- [Dataset records]:
::::::

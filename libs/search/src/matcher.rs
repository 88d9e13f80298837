//! Per-field custom matchers.
//!
//! An entity type can take over matching for a field, e.g. to search a
//! computed or related value. The matcher receives the query group the field
//! would have been compared in, the trimmed phrase and the exactness flag, and
//! adds its own clauses.
//!
//! Matchers are keyed by the field name in StudlyCase, so `first_name` and
//! `firstName` resolve to the same `searchOnFirstName` matcher. Only `_`, `-`
//! and spaces separate words; qualified names such as `tags.label` keep their
//! dots and never share a key with `tags_label`.

use std::collections::HashMap;
use std::fmt;
use std::sync::Arc;

use crate::Result;

/// Custom matching logic for one field, called with `(query, phrase, exact)`.
pub type FieldMatcher<Q> = Arc<dyn Fn(&mut Q, &str, bool) -> Result<()> + Send + Sync>;

/// Registry of custom matchers of one entity type.
pub struct FieldMatchers<Q> {
    by_field: HashMap<String, FieldMatcher<Q>>,
}

impl<Q> FieldMatchers<Q> {
    pub fn new() -> Self {
        Self {
            by_field: HashMap::new(),
        }
    }

    /// Builder-style [`register`](Self::register).
    pub fn with<F>(mut self, field: &str, matcher: F) -> Self
    where
        F: Fn(&mut Q, &str, bool) -> Result<()> + Send + Sync + 'static,
    {
        self.register(field, matcher);
        self
    }

    /// Registers `matcher` for `field`, returning the matcher it replaces.
    pub fn register<F>(&mut self, field: &str, matcher: F) -> Option<FieldMatcher<Q>>
    where
        F: Fn(&mut Q, &str, bool) -> Result<()> + Send + Sync + 'static,
    {
        self.by_field.insert(matcher_key(field), Arc::new(matcher))
    }

    pub fn get(&self, field: &str) -> Option<&FieldMatcher<Q>> {
        self.by_field.get(&matcher_key(field))
    }

    pub fn contains(&self, field: &str) -> bool {
        self.by_field.contains_key(&matcher_key(field))
    }

    pub fn len(&self) -> usize {
        self.by_field.len()
    }

    pub fn is_empty(&self) -> bool {
        self.by_field.is_empty()
    }

    /// Conventional scope name of the matcher for `field` (`name` -> `searchOnName`).
    pub fn scope_name(field: &str) -> String {
        format!("searchOn{}", matcher_key(field))
    }
}

/// Uppercases the first letter of each word and drops the separators.
fn matcher_key(field: &str) -> String {
    field
        .split(['_', '-', ' '])
        .map(|word| {
            let mut chars = word.chars();
            match chars.next() {
                Some(first) => first.to_uppercase().chain(chars).collect(),
                None => String::new(),
            }
        })
        .collect()
}

impl<Q> Default for FieldMatchers<Q> {
    fn default() -> Self {
        Self::new()
    }
}

impl<Q> Clone for FieldMatchers<Q> {
    fn clone(&self) -> Self {
        Self {
            by_field: self.by_field.clone(),
        }
    }
}

impl<Q> fmt::Debug for FieldMatchers<Q> {
    fn fmt(&self, f: &mut fmt::Formatter<'_>) -> fmt::Result {
        let mut fields: Vec<&str> = self.by_field.keys().map(String::as_str).collect();
        fields.sort_unstable();
        f.debug_struct("FieldMatchers")
            .field("fields", &fields)
            .finish()
    }
}
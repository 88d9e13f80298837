//! Query builder interface used by sift searches.
//!
//! Searches never talk to a database. They append predicates to a caller-owned
//! query through the [`QueryBuilder`] trait, which any ORM or SQL builder can
//! implement. [`SqlQuery`] is the reference implementation: it keeps a
//! predicate tree and renders it to SQL with positional bind parameters.

#![forbid(unsafe_code)]

mod bind;
mod builder;
mod sql;

pub use bind::BindValue;
pub use builder::{Boolean, Comparator, QueryBuilder};
pub use sql::{Clause, Predicate, SqlQuery};
//! Reference SQL query.
//!
//! Keeps the `WHERE` part of a `SELECT` as a predicate tree and renders it
//! either with positional bind parameters (`$1`, `$2`, ...) for execution or
//! with inline literals for logs and assertions.

use std::fmt;

use crate::bind::{push_text, BindValue};
use crate::builder::{Boolean, Comparator, QueryBuilder};

/// A node of the `WHERE` predicate tree.
#[derive(Debug, Clone, PartialEq, Eq)]
pub enum Predicate {
    Comparison {
        column: String,
        comparator: Comparator,
        value: String,
    },
    /// Parenthesized subgroup.
    Group(Vec<Clause>),
}

/// A predicate together with the boolean attaching it to its predecessor.
#[derive(Debug, Clone, PartialEq, Eq)]
pub struct Clause {
    pub boolean: Boolean,
    pub predicate: Predicate,
}

/// `SELECT * FROM <table> WHERE ...` query.
#[derive(Debug, Clone, PartialEq, Eq)]
pub struct SqlQuery {
    table: String,
    clauses: Vec<Clause>,
}

impl SqlQuery {
    pub fn new(table: impl Into<String>) -> Self {
        Self {
            table: table.into(),
            clauses: Vec::new(),
        }
    }

    /// Adds an `AND`-joined constraint, for chaining the caller's own filters.
    pub fn with_comparison(mut self, column: &str, comparator: Comparator, value: &str) -> Self {
        self.push_comparison(column, comparator, value, Boolean::And);
        self
    }

    pub fn table(&self) -> &str {
        &self.table
    }

    pub fn clauses(&self) -> &[Clause] {
        &self.clauses
    }

    pub fn is_empty(&self) -> bool {
        self.clauses.is_empty()
    }

    pub fn build_sql(&self) -> (String, Vec<BindValue>) {
        let mut sql = format!("SELECT * FROM {}", self.table);
        let mut bind_params = Vec::new();

        if !self.clauses.is_empty() {
            let mut placeholder =
                |value: &str| format!("${}", push_text(&mut bind_params, value.to_string()));
            let where_sql = render_clauses(&self.clauses, &mut placeholder);
            sql.push_str(" WHERE ");
            sql.push_str(&where_sql);
        }

        (sql, bind_params)
    }
}

impl QueryBuilder for SqlQuery {
    fn push_comparison(
        &mut self,
        column: &str,
        comparator: Comparator,
        value: &str,
        boolean: Boolean,
    ) {
        self.clauses.push(Clause {
            boolean,
            predicate: Predicate::Comparison {
                column: column.to_string(),
                comparator,
                value: value.to_string(),
            },
        });
    }

    fn push_group<E, F>(&mut self, boolean: Boolean, build: F) -> Result<(), E>
    where
        F: FnOnce(&mut Self) -> Result<(), E>,
    {
        let mut group = SqlQuery::new(self.table.clone());
        build(&mut group)?;

        if group.clauses.is_empty() {
            tracing::trace!(table = %self.table, "Dropping empty predicate group");
            return Ok(());
        }

        self.clauses.push(Clause {
            boolean,
            predicate: Predicate::Group(group.clauses),
        });
        Ok(())
    }
}

impl fmt::Display for SqlQuery {
    fn fmt(&self, f: &mut fmt::Formatter<'_>) -> fmt::Result {
        write!(f, "SELECT * FROM {}", self.table)?;
        if !self.clauses.is_empty() {
            let where_sql = render_clauses(&self.clauses, &mut quote_literal);
            write!(f, " WHERE {}", where_sql)?;
        }
        Ok(())
    }
}

fn render_clauses(clauses: &[Clause], value: &mut dyn FnMut(&str) -> String) -> String {
    let mut out = String::new();
    for (i, clause) in clauses.iter().enumerate() {
        // The leading boolean of a clause list has nothing to join.
        if i > 0 {
            out.push(' ');
            out.push_str(clause.boolean.as_sql());
            out.push(' ');
        }
        match &clause.predicate {
            Predicate::Comparison {
                column,
                comparator,
                value: v,
            } => {
                out.push_str(&format!("{} {} {}", column, comparator, value(v)));
            }
            Predicate::Group(inner) => {
                out.push('(');
                out.push_str(&render_clauses(inner, &mut *value));
                out.push(')');
            }
        }
    }
    out
}

fn quote_literal(value: &str) -> String {
    format!("'{}'", value.replace('\'', "''"))
}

::::::

- [Problem description]:
Your task is to list each line of the records with the word "QueryBuilder".

- [Task solution]:
//! query through the [`QueryBuilder`] trait, which any ORM or SQL builder can
pub use builder::{Boolean, Comparator, QueryBuilder};
use crate::builder::{Boolean, Comparator, QueryBuilder};
impl QueryBuilder for SqlQuery {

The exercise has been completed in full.